Revealed: how lockdown has impacted people on debt solutions

A survey of customers by leading debt advice provider Financial Wellness Group has revealed how lockdown has impacted the finances of those already on a debt solution. Almost two thirds of respondents (64%) had experienced a drop in household income since the lockdown started.

The study shows the vital importance of the Government Job Retention Scheme: 38% of those that responded to the survey have been placed on furlough. It raises the concern about what will happen to people’s finances when furlough ends in October. Of those customers on furlough 15% work in hospitality, 14% in manufacturing and 13% in non-food retail.

The survey, which covered customers across the UK on either Debt Management Plans, IVAs, Trust Deeds or Debt Payment Plans under the Debt Arrangement Scheme, was completed by over 7,000 customers in early May.

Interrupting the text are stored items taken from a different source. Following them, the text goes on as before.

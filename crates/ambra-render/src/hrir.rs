//! SH-HRIR bank creation from asset WAVs.
//!
//! A bank is one planar buffer with one channel per SH channel. Channel
//! counts must be a valid Ambisonic channel count; assets recorded at a
//! different rate are resampled once to the runtime rate.

use ambra_core::{is_valid_ambisonic_channel_count, AmbraError, AmbraResult};
use ambra_dsp::{simd, AudioBuffer};

use crate::assets::HrirAssetStore;
use crate::resampler::Resampler;
use crate::wav::{read_wav, WavData};

/// Builds an SH-HRIR bank from decoded WAV data, resampling to
/// `target_sample_rate_hz` when needed.
pub fn create_sh_hrirs(
    wav: &WavData,
    target_sample_rate_hz: u32,
    resampler: &mut Resampler,
) -> AmbraResult<AudioBuffer> {
    let num_channels = wav.num_channels;
    if !is_valid_ambisonic_channel_count(num_channels) {
        return Err(AmbraError::Asset(format!(
            "SH-HRIR channel count {num_channels} is not a valid Ambisonic channel count"
        )));
    }
    let num_frames = wav.num_frames();
    if num_frames == 0 {
        return Err(AmbraError::Asset("empty SH-HRIR data".to_string()));
    }

    // Deinterleave into planar floats.
    let mut interleaved_float = vec![0.0f32; wav.interleaved_samples.len()];
    simd::float_from_int16(&wav.interleaved_samples, &mut interleaved_float);
    let mut sh_hrirs = AudioBuffer::new(num_channels, num_frames);
    for channel in 0..num_channels {
        for frame in 0..num_frames {
            sh_hrirs.channel_mut(channel)[frame] =
                interleaved_float[frame * num_channels + channel];
        }
    }

    if wav.sample_rate_hz == target_sample_rate_hz {
        return Ok(sh_hrirs);
    }
    if !Resampler::are_sample_rates_supported(
        wav.sample_rate_hz as i64,
        target_sample_rate_hz as i64,
    ) {
        return Err(AmbraError::Asset(format!(
            "unsupported SH-HRIR resampling {} -> {}",
            wav.sample_rate_hz, target_sample_rate_hz
        )));
    }
    resampler.reset_state();
    resampler.set_rate_and_num_channels(
        wav.sample_rate_hz as i64,
        target_sample_rate_hz as i64,
        num_channels,
    )?;
    let mut resampled = AudioBuffer::new(num_channels, resampler.next_output_length(num_frames));
    resampler.process(&sh_hrirs, &mut resampled);
    Ok(resampled)
}

/// Looks up `key` in the asset store, parses the WAV and builds the bank.
pub fn create_sh_hrirs_from_assets(
    store: &dyn HrirAssetStore,
    key: &str,
    target_sample_rate_hz: u32,
    resampler: &mut Resampler,
) -> AmbraResult<AudioBuffer> {
    let bytes = store
        .get(key)
        .ok_or_else(|| AmbraError::Asset(format!("could not find asset \"{key}\"")))?;
    let wav = read_wav(&bytes)?;
    create_sh_hrirs(&wav, target_sample_rate_hz, resampler)
}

Just 4% of customers reported that their role had already been made redundant, with those in the hospitality sector hardest hit (12%), followed by construction (10%) and administration/support (8%).

Customers were generally pessimistic about how long they think it would take for their income to recover once lockdown is lifted. Whilst one in five (21%) believe their income would return to normal with a month, 46% thought it could take up to three months, but 16% said it could take six months or more.

Not unexpectedly, two thirds (66%) of respondents said that they are spending less, either due to lockdown (24%) or because they’d made cutbacks (42%).

As a result, the vast majority of customers said that they were managing to stay up to date with priority bills. For example, 79% said they were up to date with their rent or mortgage, with 11% saying that they had taken a payment break. Similarly, 86% have stayed up to date with utilities with just 3% taking a payment break.

Unsurprisingly the crisis has taken its toll on customers’ wellbeing. Almost two thirds (65%) said that they had been worrying more about money and 74% said they’d generally been feeling more anxious.

Commenting on the results, Deborah Ware, chief operating officer of Financial Wellness Group said: “With our support, most of our customers have been able to manage their budgets to ensure that they remain on top of priority bills and, in most cases, continuing to pay into their debt solution. For those customers that have struggled, we’ve been here to support them to ensure that their budgets remain sustainable.

“Over a third of customers are on furlough and the extension of the scheme to October will be very welcome for them. However, if people aren’t able to return to work by then, the withdrawal of the scheme is going to trigger a significant wave of people looking for help with their debts.”